Task →
What you return must match the records exactly.

*** Block opens ***

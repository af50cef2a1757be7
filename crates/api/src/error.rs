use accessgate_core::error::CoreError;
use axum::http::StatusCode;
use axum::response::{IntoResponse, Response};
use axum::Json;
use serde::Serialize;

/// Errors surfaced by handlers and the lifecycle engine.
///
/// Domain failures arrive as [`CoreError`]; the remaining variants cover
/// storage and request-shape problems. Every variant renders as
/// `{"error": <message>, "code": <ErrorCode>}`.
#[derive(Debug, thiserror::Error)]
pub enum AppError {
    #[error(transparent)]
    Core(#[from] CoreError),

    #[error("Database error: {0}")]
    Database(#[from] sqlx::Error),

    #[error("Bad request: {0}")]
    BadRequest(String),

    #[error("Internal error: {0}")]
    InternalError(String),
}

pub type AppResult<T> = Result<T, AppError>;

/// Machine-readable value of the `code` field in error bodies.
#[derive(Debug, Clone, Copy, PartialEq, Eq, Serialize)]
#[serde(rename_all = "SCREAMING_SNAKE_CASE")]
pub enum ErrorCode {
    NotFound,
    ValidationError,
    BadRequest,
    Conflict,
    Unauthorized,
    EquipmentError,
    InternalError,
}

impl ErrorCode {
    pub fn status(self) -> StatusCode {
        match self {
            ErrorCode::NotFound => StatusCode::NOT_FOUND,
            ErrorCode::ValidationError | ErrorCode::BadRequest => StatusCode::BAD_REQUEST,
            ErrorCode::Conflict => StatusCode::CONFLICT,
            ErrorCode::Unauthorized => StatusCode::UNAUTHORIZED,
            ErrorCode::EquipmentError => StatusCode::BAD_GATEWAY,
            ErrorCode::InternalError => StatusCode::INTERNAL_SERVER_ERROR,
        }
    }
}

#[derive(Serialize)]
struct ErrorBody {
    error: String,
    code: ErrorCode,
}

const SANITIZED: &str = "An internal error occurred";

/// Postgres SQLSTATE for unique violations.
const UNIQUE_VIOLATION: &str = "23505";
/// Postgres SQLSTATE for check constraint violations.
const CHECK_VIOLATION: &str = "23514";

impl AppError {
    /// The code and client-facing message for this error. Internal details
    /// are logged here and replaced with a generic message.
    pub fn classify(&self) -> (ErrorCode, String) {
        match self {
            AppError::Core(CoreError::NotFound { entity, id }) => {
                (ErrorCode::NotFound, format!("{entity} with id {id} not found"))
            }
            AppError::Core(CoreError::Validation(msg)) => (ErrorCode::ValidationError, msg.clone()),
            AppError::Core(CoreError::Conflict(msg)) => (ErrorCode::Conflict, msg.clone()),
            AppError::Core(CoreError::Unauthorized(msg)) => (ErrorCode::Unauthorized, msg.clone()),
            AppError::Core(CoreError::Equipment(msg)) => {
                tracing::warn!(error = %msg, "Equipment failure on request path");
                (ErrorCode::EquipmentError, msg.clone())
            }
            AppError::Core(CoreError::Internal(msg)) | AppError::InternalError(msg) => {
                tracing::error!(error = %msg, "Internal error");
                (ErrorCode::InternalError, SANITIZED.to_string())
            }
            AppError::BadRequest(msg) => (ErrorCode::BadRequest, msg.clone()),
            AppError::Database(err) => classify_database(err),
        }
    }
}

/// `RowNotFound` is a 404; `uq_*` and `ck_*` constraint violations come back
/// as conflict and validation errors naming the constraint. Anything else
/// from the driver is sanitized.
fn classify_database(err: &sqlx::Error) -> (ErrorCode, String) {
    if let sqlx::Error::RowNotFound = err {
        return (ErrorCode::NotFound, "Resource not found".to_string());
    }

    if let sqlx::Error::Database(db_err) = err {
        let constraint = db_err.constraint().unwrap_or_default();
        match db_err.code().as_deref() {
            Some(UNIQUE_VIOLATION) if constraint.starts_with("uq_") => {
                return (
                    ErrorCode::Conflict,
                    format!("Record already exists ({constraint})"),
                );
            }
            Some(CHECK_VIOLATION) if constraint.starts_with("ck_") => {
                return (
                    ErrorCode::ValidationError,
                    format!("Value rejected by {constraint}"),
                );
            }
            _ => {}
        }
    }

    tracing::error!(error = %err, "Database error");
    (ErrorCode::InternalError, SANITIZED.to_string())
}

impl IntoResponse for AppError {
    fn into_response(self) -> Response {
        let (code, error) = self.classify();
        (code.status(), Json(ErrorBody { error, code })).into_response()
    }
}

*** Block closes ***

Answer to this exercise →
repository af50cef2a1757be7
filename crates/api/src/error.rs
use accessgate_core::error::CoreError;
use axum::http::StatusCode;
use axum::response::{IntoResponse, Response};
use axum::Json;
use serde::Serialize;

/// Errors surfaced by handlers and the lifecycle engine.
///
/// Domain failures arrive as [`CoreError`]; the remaining variants cover
/// storage and request-shape problems. Every variant renders as
/// `{"error": <message>, "code": <ErrorCode>}`.
#[derive(Debug, thiserror::Error)]
pub enum AppError {
    #[error(transparent)]
    Core(#[from] CoreError),

    #[error("Database error: {0}")]
    Database(#[from] sqlx::Error),

    #[error("Bad request: {0}")]
    BadRequest(String),

    #[error("Internal error: {0}")]
    InternalError(String),
}

pub type AppResult<T> = Result<T, AppError>;

/// Machine-readable value of the `code` field in error bodies.
#[derive(Debug, Clone, Copy, PartialEq, Eq, Serialize)]
#[serde(rename_all = "SCREAMING_SNAKE_CASE")]
pub enum ErrorCode {
    NotFound,
    ValidationError,
    BadRequest,
    Conflict,
    Unauthorized,
    EquipmentError,
    InternalError,
}

impl ErrorCode {
    pub fn status(self) -> StatusCode {
        match self {
            ErrorCode::NotFound => StatusCode::NOT_FOUND,
            ErrorCode::ValidationError | ErrorCode::BadRequest => StatusCode::BAD_REQUEST,
            ErrorCode::Conflict => StatusCode::CONFLICT,
            ErrorCode::Unauthorized => StatusCode::UNAUTHORIZED,
            ErrorCode::EquipmentError => StatusCode::BAD_GATEWAY,
            ErrorCode::InternalError => StatusCode::INTERNAL_SERVER_ERROR,
        }
    }
}

#[derive(Serialize)]
struct ErrorBody {
    error: String,
    code: ErrorCode,
}

const SANITIZED: &str = "An internal error occurred";

/// Postgres SQLSTATE for unique violations.
const UNIQUE_VIOLATION: &str = "23505";
/// Postgres SQLSTATE for check constraint violations.
const CHECK_VIOLATION: &str = "23514";

impl AppError {
    /// The code and client-facing message for this error. Internal details
    /// are logged here and replaced with a generic message.
    pub fn classify(&self) -> (ErrorCode, String) {
        match self {
            AppError::Core(CoreError::NotFound { entity, id }) => {
                (ErrorCode::NotFound, format!("{entity} with id {id} not found"))
            }
            AppError::Core(CoreError::Validation(msg)) => (ErrorCode::ValidationError, msg.clone()),
            AppError::Core(CoreError::Conflict(msg)) => (ErrorCode::Conflict, msg.clone()),
            AppError::Core(CoreError::Unauthorized(msg)) => (ErrorCode::Unauthorized, msg.clone()),
            AppError::Core(CoreError::Equipment(msg)) => {
                tracing::warn!(error = %msg, "Equipment failure on request path");
                (ErrorCode::EquipmentError, msg.clone())
            }
            AppError::Core(CoreError::Internal(msg)) | AppError::InternalError(msg) => {
                tracing::error!(error = %msg, "Internal error");
                (ErrorCode::InternalError, SANITIZED.to_string())
            }
            AppError::BadRequest(msg) => (ErrorCode::BadRequest, msg.clone()),
            AppError::Database(err) => classify_database(err),
        }
    }
}

/// `RowNotFound` is a 404; `uq_*` and `ck_*` constraint violations come back
/// as conflict and validation errors naming the constraint. Anything else
/// from the driver is sanitized.
fn classify_database(err: &sqlx::Error) -> (ErrorCode, String) {
    if let sqlx::Error::RowNotFound = err {
        return (ErrorCode::NotFound, "Resource not found".to_string());
    }

    if let sqlx::Error::Database(db_err) = err {
        let constraint = db_err.constraint().unwrap_or_default();
        match db_err.code().as_deref() {
            Some(UNIQUE_VIOLATION) if constraint.starts_with("uq_") => {
                return (
                    ErrorCode::Conflict,
                    format!("Record already exists ({constraint})"),
                );
            }
            Some(CHECK_VIOLATION) if constraint.starts_with("ck_") => {
                return (
                    ErrorCode::ValidationError,
                    format!("Value rejected by {constraint}"),
                );
            }
            _ => {}
        }
    }

    tracing::error!(error = %err, "Database error");
    (ErrorCode::InternalError, SANITIZED.to_string())
}

impl IntoResponse for AppError {
    fn into_response(self) -> Response {
        let (code, error) = self.classify();
        (code.status(), Json(ErrorBody { error, code })).into_response()
    }
}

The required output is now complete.